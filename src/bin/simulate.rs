//! Headless self-play with the heuristic advisor.
//!
//! Plays `--games` games from consecutive seeds and prints one line per game
//! plus a summary. Useful for checking engine throughput and advisor strength
//! without a terminal.

use std::time::Instant;

use anyhow::{bail, Result};
use clap::Parser;
use log::{debug, info};

use tui_2048::advice::{AdviceError, HeuristicAdvisor};
use tui_2048::core::GameState;
use tui_2048::types::{GameAction, WIN_TILE};

#[derive(Parser, Debug)]
#[command(name = "simulate", about = "Play 2048 games headlessly with the heuristic advisor")]
struct Args {
    #[arg(long, default_value_t = 10)]
    games: u32,
    /// Seed of the first game; game `i` uses `seed + i`.
    #[arg(long, default_value_t = 1)]
    seed: u32,
    /// Stop a game after this many accepted moves.
    #[arg(long, default_value_t = 100_000)]
    max_moves: u32,
    /// End each game as soon as it reaches 2048.
    #[arg(long)]
    stop_at_win: bool,
}

#[derive(Debug, Clone, Copy)]
struct GameResult {
    seed: u32,
    score: u32,
    moves: u32,
    max_tile: u32,
}

fn play(seed: u32, max_moves: u32, stop_at_win: bool) -> Result<GameResult> {
    let advisor = HeuristicAdvisor::new();
    let mut game = GameState::new(seed);

    while game.moves() < max_moves {
        if game.won() {
            if stop_at_win {
                break;
            }
            game.apply_action(GameAction::ContinueAfterWin);
        }
        let advice = match advisor.evaluate(game.grid()) {
            Ok(advice) => advice,
            Err(AdviceError::NoMoves) => break,
            Err(e) => return Err(e.into()),
        };
        if !game.apply_move(advice.suggested_move) {
            bail!(
                "seed {seed}: advisor suggested {} which does not move",
                advice.suggested_move.as_str()
            );
        }
        debug!("seed {seed} move {}: {}", game.moves(), advice.suggested_move.as_str());
    }

    Ok(GameResult {
        seed,
        score: game.score(),
        moves: game.moves(),
        max_tile: game.grid().max_tile(),
    })
}

fn main() -> Result<()> {
    env_logger::init();
    let args = Args::parse();
    info!("simulate: {args:?}");

    let started = Instant::now();
    let mut results = Vec::with_capacity(args.games as usize);
    for i in 0..args.games {
        let res = play(args.seed.wrapping_add(i), args.max_moves, args.stop_at_win)?;
        println!(
            "seed={} score={} moves={} max_tile={}",
            res.seed, res.score, res.moves, res.max_tile
        );
        results.push(res);
    }

    if results.is_empty() {
        return Ok(());
    }
    let n = results.len() as f64;
    let total_moves: u64 = results.iter().map(|r| r.moves as u64).sum();
    let mean_score = results.iter().map(|r| r.score as f64).sum::<f64>() / n;
    let best = results.iter().map(|r| r.score).max().unwrap_or(0);
    let wins = results.iter().filter(|r| r.max_tile >= WIN_TILE).count();
    let secs = started.elapsed().as_secs_f64();

    println!(
        "games={} mean_score={:.1} best_score={} reached_{}={} moves/s={:.0}",
        results.len(),
        mean_score,
        best,
        WIN_TILE,
        wins,
        total_moves as f64 / secs.max(1e-9)
    );
    Ok(())
}
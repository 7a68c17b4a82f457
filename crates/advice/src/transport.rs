//! Line-delimited JSON bridge transport.

use std::future::Future;

use log::debug;
use tokio::io::{AsyncBufReadExt, AsyncReadExt, AsyncWriteExt, BufReader};
use tokio::net::TcpStream;

use crate::advice::AdviceError;
use crate::chat::{ChatRequest, ChatResponse, ChatTransport};

pub const DEFAULT_BRIDGE_ADDR: &str = "127.0.0.1:7788";

/// Longest reply line accepted from the bridge, newline included
pub const MAX_REPLY_BYTES: usize = 64 * 1024;

/// Opens one TCP connection per request, writes the request as a single JSON
/// line and reads a single JSON line back.
#[derive(Debug, Clone)]
pub struct LineTransport {
    addr: String,
}

impl LineTransport {
    pub fn new(addr: impl Into<String>) -> Self {
        Self { addr: addr.into() }
    }

    pub fn addr(&self) -> &str {
        &self.addr
    }
}

impl Default for LineTransport {
    fn default() -> Self {
        Self::new(DEFAULT_BRIDGE_ADDR)
    }
}

impl ChatTransport for LineTransport {
    fn complete(
        &self,
        request: &ChatRequest,
    ) -> impl Future<Output = Result<ChatResponse, AdviceError>> + Send {
        let encoded = serde_json::to_vec(request);
        let addr = self.addr.clone();
        async move {
            let mut line = encoded?;
            line.push(b'\n');

            let stream = TcpStream::connect(&addr).await?;
            let (reader, mut writer) = stream.into_split();
            writer.write_all(&line).await?;
            writer.flush().await?;

            let mut reader = BufReader::new(reader.take(MAX_REPLY_BYTES as u64));
            let mut reply = Vec::new();
            let n = reader.read_until(b'\n', &mut reply).await?;
            debug!("bridge {addr}: sent {} bytes, received {n} bytes", line.len());
            if n >= MAX_REPLY_BYTES && reply.last() != Some(&b'\n') {
                return Err(AdviceError::ReplyTooLong(MAX_REPLY_BYTES));
            }
            if reply.iter().all(u8::is_ascii_whitespace) {
                return Err(AdviceError::EmptyReply);
            }

            Ok(serde_json::from_slice(&reply)?)
        }
    }
}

* WORK TASK: Retype the whole of the material word for word.

* TASK RESULT:
filename src/bin/simulate.rs
//! Headless self-play with the heuristic advisor.
//!
//! Plays `--games` games from consecutive seeds and prints one line per game
//! plus a summary. Useful for checking engine throughput and advisor strength
//! without a terminal.

use std::time::Instant;

use anyhow::{bail, Result};
use clap::Parser;
use log::{debug, info};

use tui_2048::advice::{AdviceError, HeuristicAdvisor};
use tui_2048::core::GameState;
use tui_2048::types::{GameAction, WIN_TILE};

#[derive(Parser, Debug)]
#[command(name = "simulate", about = "Play 2048 games headlessly with the heuristic advisor")]
struct Args {
    #[arg(long, default_value_t = 10)]
    games: u32,
    /// Seed of the first game; game `i` uses `seed + i`.
    #[arg(long, default_value_t = 1)]
    seed: u32,
    /// Stop a game after this many accepted moves.
    #[arg(long, default_value_t = 100_000)]
    max_moves: u32,
    /// End each game as soon as it reaches 2048.
    #[arg(long)]
    stop_at_win: bool,
}

#[derive(Debug, Clone, Copy)]
struct GameResult {
    seed: u32,
    score: u32,
    moves: u32,
    max_tile: u32,
}

fn play(seed: u32, max_moves: u32, stop_at_win: bool) -> Result<GameResult> {
    let advisor = HeuristicAdvisor::new();
    let mut game = GameState::new(seed);

    while game.moves() < max_moves {
        if game.won() {
            if stop_at_win {
                break;
            }
            game.apply_action(GameAction::ContinueAfterWin);
        }
        let advice = match advisor.evaluate(game.grid()) {
            Ok(advice) => advice,
            Err(AdviceError::NoMoves) => break,
            Err(e) => return Err(e.into()),
        };
        if !game.apply_move(advice.suggested_move) {
            bail!(
                "seed {seed}: advisor suggested {} which does not move",
                advice.suggested_move.as_str()
            );
        }
        debug!("seed {seed} move {}: {}", game.moves(), advice.suggested_move.as_str());
    }

    Ok(GameResult {
        seed,
        score: game.score(),
        moves: game.moves(),
        max_tile: game.grid().max_tile(),
    })
}

fn main() -> Result<()> {
    env_logger::init();
    let args = Args::parse();
    info!("simulate: {args:?}");

    let started = Instant::now();
    let mut results = Vec::with_capacity(args.games as usize);
    for i in 0..args.games {
        let res = play(args.seed.wrapping_add(i), args.max_moves, args.stop_at_win)?;
        println!(
            "seed={} score={} moves={} max_tile={}",
            res.seed, res.score, res.moves, res.max_tile
        );
        results.push(res);
    }

    if results.is_empty() {
        return Ok(());
    }
    let n = results.len() as f64;
    let total_moves: u64 = results.iter().map(|r| r.moves as u64).sum();
    let mean_score = results.iter().map(|r| r.score as f64).sum::<f64>() / n;
    let best = results.iter().map(|r| r.score).max().unwrap_or(0);
    let wins = results.iter().filter(|r| r.max_tile >= WIN_TILE).count();
    let secs = started.elapsed().as_secs_f64();

    println!(
        "games={} mean_score={:.1} best_score={} reached_{}={} moves/s={:.0}",
        results.len(),
        mean_score,
        best,
        WIN_TILE,
        wins,
        total_moves as f64 / secs.max(1e-9)
    );
    Ok(())
}
repository 7a68c17b4a82f457
filename crates/advice/src/transport.rs
//! Line-delimited JSON bridge transport.

use std::future::Future;

use log::debug;
use tokio::io::{AsyncBufReadExt, AsyncReadExt, AsyncWriteExt, BufReader};
use tokio::net::TcpStream;

use crate::advice::AdviceError;
use crate::chat::{ChatRequest, ChatResponse, ChatTransport};

pub const DEFAULT_BRIDGE_ADDR: &str = "127.0.0.1:7788";

/// Longest reply line accepted from the bridge, newline included
pub const MAX_REPLY_BYTES: usize = 64 * 1024;

/// Opens one TCP connection per request, writes the request as a single JSON
/// line and reads a single JSON line back.
#[derive(Debug, Clone)]
pub struct LineTransport {
    addr: String,
}

impl LineTransport {
    pub fn new(addr: impl Into<String>) -> Self {
        Self { addr: addr.into() }
    }

    pub fn addr(&self) -> &str {
        &self.addr
    }
}

impl Default for LineTransport {
    fn default() -> Self {
        Self::new(DEFAULT_BRIDGE_ADDR)
    }
}

impl ChatTransport for LineTransport {
    fn complete(
        &self,
        request: &ChatRequest,
    ) -> impl Future<Output = Result<ChatResponse, AdviceError>> + Send {
        let encoded = serde_json::to_vec(request);
        let addr = self.addr.clone();
        async move {
            let mut line = encoded?;
            line.push(b'\n');

            let stream = TcpStream::connect(&addr).await?;
            let (reader, mut writer) = stream.into_split();
            writer.write_all(&line).await?;
            writer.flush().await?;

            let mut reader = BufReader::new(reader.take(MAX_REPLY_BYTES as u64));
            let mut reply = Vec::new();
            let n = reader.read_until(b'\n', &mut reply).await?;
            debug!("bridge {addr}: sent {} bytes, received {n} bytes", line.len());
            if n >= MAX_REPLY_BYTES && reply.last() != Some(&b'\n') {
                return Err(AdviceError::ReplyTooLong(MAX_REPLY_BYTES));
            }
            if reply.iter().all(u8::is_ascii_whitespace) {
                return Err(AdviceError::EmptyReply);
            }

            Ok(serde_json::from_slice(&reply)?)
        }
    }
}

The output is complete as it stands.